I’ve been around fandom communities long enough to recognize patterns. I see repeated song lyrics (which make me smile or grimace, depending on my mood), and I start to recognize standard quotes that spark fanfiction or fanart, and usually make it into fic titles. I’ve found some lovely poems and strange lyricists thanks to epigraphs in fanfic—Daphne Gottleib, Rupi Kaur, Iain Thomas, Lucy Wainwright, Rainer Maria Rilke, Golden Shoulders, Li-Young Lee, Christa Reinig, Meghan Privitello, Ocean Vuong. Among all of these varied sources, Richard Siken comes up often enough for me to remember his name and recognize his poems.
He’s a beautiful poet. He says things plainly sometimes, and he touches on moments that I never thought about but feel so universal when I realize something about grief that will keep me up at night. Like when he said, “Eventually something you love is going to be taken away. And then you will fall to the floor crying. And then, however much later, it is finally happening to you: you’re falling to the floor crying thinking, ‘I am falling to the floor crying,’ but there’s an element of the ridiculous to it — you knew it would happen and, even worse, while you’re on the floor crying you look at the place where the wall meets the floor and you realize you didn’t paint it very well.” I think about that moment sometimes, which hasn’t happend to me yet but will. I can’t stop that moment, or a moment like it, from reaching me someday. Siken knows.
He writes lonely poems that speak to the lonely and yearning. He apologizes for existing while never denying he exists, like when he said, “Hello, darling. Sorry about that. Sorry about the bony elbows, sorry we lived here, sorry about the scene at the bottom of the stairwell and how I ruined everything by saying it out loud.” Siken knows what it is to speak and break a fragile moment, a fragile trust, a beautiful relationship now in pieces.
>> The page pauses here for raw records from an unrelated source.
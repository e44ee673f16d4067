use std::path::PathBuf;

pub fn data_dir() -> PathBuf {
    // Use ~/.local/share/trackget/ (XDG standard) on macOS too,
    // avoiding Application Support for consistency
    #[cfg(unix)]
    {
        dirs::home_dir()
            .unwrap_or_else(|| PathBuf::from("/tmp"))
            .join(".local")
            .join("share")
            .join("trackget")
    }
    #[cfg(windows)]
    {
        dirs::data_local_dir()
            .unwrap_or_else(|| PathBuf::from("."))
            .join("trackget")
    }
}

pub fn config_dir() -> PathBuf {
    #[cfg(unix)]
    {
        dirs::home_dir()
            .unwrap_or_else(|| PathBuf::from("."))
            .join(".config")
            .join("trackget")
    }
    #[cfg(windows)]
    {
        dirs::config_dir()
            .unwrap_or_else(|| PathBuf::from("."))
            .join("trackget")
    }
}

#[cfg(unix)]
fn mpv_binary_names() -> &'static [&'static str] {
    &["mpv"]
}

#[cfg(windows)]
fn mpv_binary_names() -> &'static [&'static str] {
    &["mpv.exe", "mpv"]
}

fn find_beside_exe(names: &[&str]) -> Option<PathBuf> {
    let current_exe = std::env::current_exe().ok()?;
    let dir = current_exe.parent()?;
    for name in names {
        let p = dir.join(name);
        if p.exists() {
            return Some(p);
        }
    }
    None
}

fn find_on_path(names: &[&str]) -> Option<PathBuf> {
    let path = std::env::var("PATH").ok()?;
    #[cfg(unix)]
    let sep = ":";
    #[cfg(windows)]
    let sep = ";";
    for dir in path.split(sep) {
        for name in names {
            let p = PathBuf::from(dir).join(name);
            if p.exists() {
                return Some(p);
            }
        }
    }
    None
}

/// Find mpv for preview playback: beside the exe first, then PATH.
pub fn find_mpv_binary() -> Option<PathBuf> {
    if let Some(p) = find_beside_exe(mpv_binary_names()) {
        return Some(p);
    }
    find_on_path(mpv_binary_names())
}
I’m afraid of learning what that will be like, but I can see the shelf of my many loves teeter sometimes. Words are important and dangerous.
A lot of Siken’s poems are extremely applicable to yearning gay melodrama headcanons. He has beautiful, sharp lines that are ready for people who want to write fanfiction about men who love men but can’t quite find the words to express it (Slow Burn, 60k). He said, “You’re in a car with a beautiful boy, and he won’t tell you that he loves you, but he loves you. And you feel like you’ve done something terrible, like robbed a liquor store, or swallowed pills, or shoveled yourself a grave in the dirt, and you’re tired. You’re in a car with a beautiful boy, and you’re trying not to tell him that you love him, and you’re trying to choke down the feeling, and you’re trembling, but he reaches over and he touches you, like a prayer for which no words exist, and you feel your heart taking root in your body, like you’ve discovered something you didn’t even have a name for.”
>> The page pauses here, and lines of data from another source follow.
//! Spotify URL shape validation.
//!
//! Pure predicate over the five link forms the lookup endpoint accepts.
//! Used for live keystroke feedback and again as a pre-flight gate before
//! any network call.

use regex::Regex;

/// The accepted URL shapes: track, album, playlist and artist pages plus
/// spotify.link short links. Protocol prefix and trailing query optional.
const URL_PATTERNS: &[&str] = &[
    r"^(https?://)?(open\.spotify\.com/track/[a-zA-Z0-9]{22})(\?.*)?$",
    r"^(https?://)?(spotify\.link/[a-zA-Z0-9]+)$",
    r"^(https?://)?(open\.spotify\.com/album/[a-zA-Z0-9]{22})(\?.*)?$",
    r"^(https?://)?(open\.spotify\.com/playlist/[a-zA-Z0-9]{22})(\?.*)?$",
    r"^(https?://)?(open\.spotify\.com/artist/[a-zA-Z0-9]{22})(\?.*)?$",
];

/// Check whether `url` (after trimming) matches one of the accepted shapes.
pub fn is_valid_track_url(url: &str) -> bool {
    let url = url.trim();
    if url.is_empty() {
        return false;
    }

    URL_PATTERNS.iter().any(|pattern| {
        Regex::new(pattern)
            .map(|re| re.is_match(url))
            .unwrap_or(false)
    })
}

#[cfg(test)]
mod tests {
    use super::*;

    const TRACK_ID: &str = "4uLU6hMCjMI75M1A2tKUQC";

    #[test]
    fn test_accepts_canonical_shapes() {
        for kind in ["track", "album", "playlist", "artist"] {
            let bare = format!("open.spotify.com/{}/{}", kind, TRACK_ID);
            assert!(is_valid_track_url(&bare), "bare {}", kind);
            assert!(
                is_valid_track_url(&format!("https://{}", bare)),
                "https {}",
                kind
            );
            assert!(
                is_valid_track_url(&format!("http://{}", bare)),
                "http {}",
                kind
            );
            assert!(
                is_valid_track_url(&format!("{}?si=abc123", bare)),
                "query {}",
                kind
            );
        }

        assert!(is_valid_track_url("spotify.link/abc123XYZ"));
        assert!(is_valid_track_url("https://spotify.link/abc123XYZ"));
    }

    #[test]
    fn test_trims_whitespace() {
        let url = format!("  open.spotify.com/track/{}  ", TRACK_ID);
        assert!(is_valid_track_url(&url));
    }

    #[test]
    fn test_rejects_non_matching() {
        assert!(!is_valid_track_url(""));
        assert!(!is_valid_track_url("   "));
        assert!(!is_valid_track_url("not a url"));
        assert!(!is_valid_track_url("https://example.com/track/abc"));
        // ID too short
        assert!(!is_valid_track_url("open.spotify.com/track/abc"));
        // Unknown resource kind
        assert!(!is_valid_track_url(&format!(
            "open.spotify.com/episode/{}",
            TRACK_ID
        )));
        // Short links take no query string
        assert!(!is_valid_track_url("spotify.link/abc?si=x"));
        // Trailing garbage after the ID
        assert!(!is_valid_track_url(&format!(
            "open.spotify.com/track/{}/extra",
            TRACK_ID
        )));
    }
}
A lot of his poems are quoted in the beginning or ends of fanfiction, or are quoted as part of gifsets from shows or movies. He has poems for Pining or One-Sided or Unrequited, like when Siken said, “He was pointing at the moon, but I was looking at his hand.” He has poems for Internalized X-Phobia, like when he said, “How much can you change and get away with it, before you turn into someone else, before it's some kind of murder?” He has poems for Hurt/Comfort or Hurt No Comfort or Whump, like when he said, “Sorry about the blood in your mouth. I wish it was mine. I couldn't get the boy to kill me, but I wore his jacket for the longest time.” He has poems for Co-Dependence or Separation Anxiety, like when he said, “Everyone needs a place. It shouldn't be inside of someone else.”
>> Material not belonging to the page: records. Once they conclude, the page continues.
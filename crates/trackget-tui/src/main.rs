mod app;
mod preview;
mod theme;
mod ui;
mod widgets;

#[tokio::main]
async fn main() -> anyhow::Result<()> {
    let data_dir = trackget_core::platform::data_dir();
    std::fs::create_dir_all(&data_dir)?;

    let log_path = data_dir.join("trackget.log");
    let log_file = std::fs::OpenOptions::new()
        .create(true)
        .append(true)
        .open(&log_path)?;

    // Allow RUST_LOG override; default to debug for app code but suppress noisy
    // connection-level DEBUG from HTTP client internals (hyper_util, reqwest).
    let log_filter = std::env::var("RUST_LOG")
        .unwrap_or_else(|_| "debug,hyper_util=warn,reqwest=warn,hyper=warn".to_string());
    tracing_subscriber::fmt()
        .with_writer(log_file)
        .with_env_filter(log_filter.as_str())
        .with_ansi(false)
        .init();

    // Print log path to stderr so the operator can tail it immediately.
    eprintln!("trackget log: {}", log_path.display());

    tracing::info!("trackget starting…");

    let config = trackget_core::config::Config::load().unwrap_or_default();

    let app = app::App::new(config, data_dir)?;
    app.run().await
}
I learned today that in March of 2019, Siken had a stroke that left him confused and partially paralyzed. He’s forgotten much of his life past 2017, and apparently his outbursts when he was first coming out of his stroke meant that the people who were with him during those times are now gone from his life. That was a painful sentence to read.
Until I saw his GoFundMe for medical and care expenses, I didn’t know he was a contemporary. I didn’t know he was real. He’s felt like a penname to me for so long, surreal as Billy Collins for straightforward poetry that slapped my heart with its intensity and specificity. He was a poem-man that was kind of a cliche in fandom to me. But he’s a real man with glasses and a shaved head and he’s squint-glaring in all his pictures like he doesn’t enjoy his smile in photographs. He lives in Tucson, AZ. As with any other time I learn someone or something I find interesting is in Tucson, AZ, I wondered if I could go visit Jana and incidentally visit him (I also want to see Meredith McClaren and the Bad Dragon warehouse someday).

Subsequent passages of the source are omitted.